How many elections will there be this year?  We have at least a General Election and theCrawleyBorough Council Election.  What if we have a hung Parliament?  Then there is some historical precedent, in 1910 and 1974, for a second General Election in the same year.  That would not be a good outcome.  A hung Parliament delivers political uncertainty and would create an issue of confidence regarding the ability of a minority or coalition government to act decisively to reduceBritain’s horrendous budget deficit.

A second General Election in 2010 is not that appealing either.  The last time this happened in 1974, the country was also in a rather parlous state.  Things could only get worse although this statement was not in the Labour Party manifesto of the time.   In a defining moment, the government of the day had to approach the IMF (International Monetary Fund) to bail out the country.  Ugh, the indignity of it all.

Hopefully we can have a single General Election in 2010 and return a majority government.  In doing so, let us not forget the local elections likely to be on the same day, Thursday 6th May.  Once in a polling station, it does not need much more time to vote in two contests instead of just the one.

The manifestos presented by the political parties are an earnest attempt to state their intention to use best endeavours to deliver a programme of action.  By definition, theses pieces of advertising are imperfect.  Circumstances can change and knock a government or council administration off course.  This is particularly true with developments in the country’s economy.

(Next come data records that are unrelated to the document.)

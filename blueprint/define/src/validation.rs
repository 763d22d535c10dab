//! Duplicate endpoint detection.
//!
//! Every path that produces an [`ApiDefinition`](crate::ApiDefinition) goes
//! through [`check_api`]: direct assembly, the incremental builder, the CRUD
//! generator and the composition helpers.

use std::collections::HashSet;

use tracing::debug;

use crate::errors::DuplicateEndpointError;
use crate::types::Endpoint;

/// Checks that no two endpoints share both method and path.
///
/// Endpoints are scanned in order; the error names the key of the first
/// endpoint whose `(method, path)` was already seen earlier in the slice.
///
/// ## Examples
///
/// ```
/// use blueprint_define::{check_api, Endpoint, Method, Schema};
///
/// let api = vec![
///     Endpoint::new(Method::Get, "/users", Schema::any()),
///     Endpoint::new(Method::Post, "/users", Schema::any()),
/// ];
/// assert!(check_api(&api).is_ok());
///
/// let api = vec![
///     Endpoint::new(Method::Get, "/a", Schema::any()),
///     Endpoint::new(Method::Get, "/a", Schema::any()),
/// ];
/// assert_eq!(check_api(&api).unwrap_err().key(), "get /a");
/// ```
///
/// ## Errors
///
/// Returns [`DuplicateEndpointError`] on the first repeated `(method, path)`.
pub fn check_api<S>(api: &[Endpoint<S>]) -> Result<(), DuplicateEndpointError> {
    debug!(endpoints = api.len(), "checking API for duplicate endpoints");

    let mut seen = HashSet::with_capacity(api.len());
    for endpoint in api {
        let key = endpoint.key();
        if seen.contains(&key) {
            debug!(%key, "duplicate endpoint found");
            return Err(DuplicateEndpointError::new(key));
        }
        seen.insert(key);
    }

    Ok(())
}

Nevertheless, we should examine the political offerings that are being made and cast our votes when the time comes.  Our democracy has been bought and defended at a high cost and usage keeps it intact.  The alternative is usually some form of dictatorship.  With luck, this might be benign in the first instance but the instinct for self preservation takes over and at some point we get into the gradual creation of an apparatus for oppression.  By way of reassurance, in the council at least, we do not have a department for that.

As we enter the election campaigning season, many political activists might reflect that they are often in a no-win situation.  If they call on residents, there can sometimes be a negative reaction from them doing so.  If they do not call on a house, that can attract equally critical reaction.  It is still right to try and ultimately the political parties are just trying to offer a choice and communicate the substance of that.  I hope that our activities can be seen in that positive light.